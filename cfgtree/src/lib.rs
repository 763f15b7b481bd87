#![deny(missing_docs, unsafe_code)]
#![warn(clippy::all, clippy::pedantic)]
#![allow(clippy::module_name_repetitions)]

//! # cfgtree
//!
//! A hierarchical, path-addressed configuration store.
//!
//! Configuration lives in an in-memory tree of nested mappings addressed by
//! dotted queries such as `database.connections.default.host`. A tree can be
//! split into scoped sub-views whose writes flow back to their parent, and
//! populated in bulk from providers.
//!
//! ## Core Types
//!
//! - [`ConfigNode`]: a tree node with get/has/set, `split` and `register`
//! - [`Value`] and [`Mapping`]: the nested value structure
//! - [`Query`] and [`PathResolver`]: dotted path parsing and resolution
//! - [`ConfigProvider`] and [`StaticProvider`]: bulk data suppliers
//! - [`Error`] and [`Result`]: error handling types
//! - [`StderrLogger`] and [`LogLevel`]: an optional `log` backend
//!
//! ## Examples
//!
//! ```
//! use cfgtree::{ConfigNode, Value};
//!
//! let root = ConfigNode::new();
//! let child = root.split("x").unwrap();
//! child.set("y", 5).unwrap();
//!
//! assert_eq!(root.get("x.y").unwrap(), Some(Value::from(5)));
//! assert_eq!(child.get("y").unwrap(), Some(Value::from(5)));
//! assert_eq!(root.get_or("x.z", 0).unwrap(), Value::from(0));
//! ```

pub mod config;
pub mod error;
pub mod logging;
pub mod path;
pub mod value;

// Re-export key types at crate root for convenience
pub use config::{ConfigNode, ConfigProvider, StaticProvider, ValueMerger};
pub use error::{Error, Result};
pub use logging::{init_logger, LogLevel, StderrLogger};
pub use path::{PathResolver, Query};
pub use value::{Mapping, Value};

### REQUIRED ACTION
The whole listing above is to be reproduced without any slip.

### SOLUTION TO THE EXERCISE
filename cfgtree/src/lib.rs
repository 763f15b7b481bd87
#![deny(missing_docs, unsafe_code)]
#![warn(clippy::all, clippy::pedantic)]
#![allow(clippy::module_name_repetitions)]

//! # cfgtree
//!
//! A hierarchical, path-addressed configuration store.
//!
//! Configuration lives in an in-memory tree of nested mappings addressed by
//! dotted queries such as `database.connections.default.host`. A tree can be
//! split into scoped sub-views whose writes flow back to their parent, and
//! populated in bulk from providers.
//!
//! ## Core Types
//!
//! - [`ConfigNode`]: a tree node with get/has/set, `split` and `register`
//! - [`Value`] and [`Mapping`]: the nested value structure
//! - [`Query`] and [`PathResolver`]: dotted path parsing and resolution
//! - [`ConfigProvider`] and [`StaticProvider`]: bulk data suppliers
//! - [`Error`] and [`Result`]: error handling types
//! - [`StderrLogger`] and [`LogLevel`]: an optional `log` backend
//!
//! ## Examples
//!
//! ```
//! use cfgtree::{ConfigNode, Value};
//!
//! let root = ConfigNode::new();
//! let child = root.split("x").unwrap();
//! child.set("y", 5).unwrap();
//!
//! assert_eq!(root.get("x.y").unwrap(), Some(Value::from(5)));
//! assert_eq!(child.get("y").unwrap(), Some(Value::from(5)));
//! assert_eq!(root.get_or("x.z", 0).unwrap(), Value::from(0));
//! ```

pub mod config;
pub mod error;
pub mod logging;
pub mod path;
pub mod value;

// Re-export key types at crate root for convenience
pub use config::{ConfigNode, ConfigProvider, StaticProvider, ValueMerger};
pub use error::{Error, Result};
pub use logging::{init_logger, LogLevel, StderrLogger};
pub use path::{PathResolver, Query};
pub use value::{Mapping, Value};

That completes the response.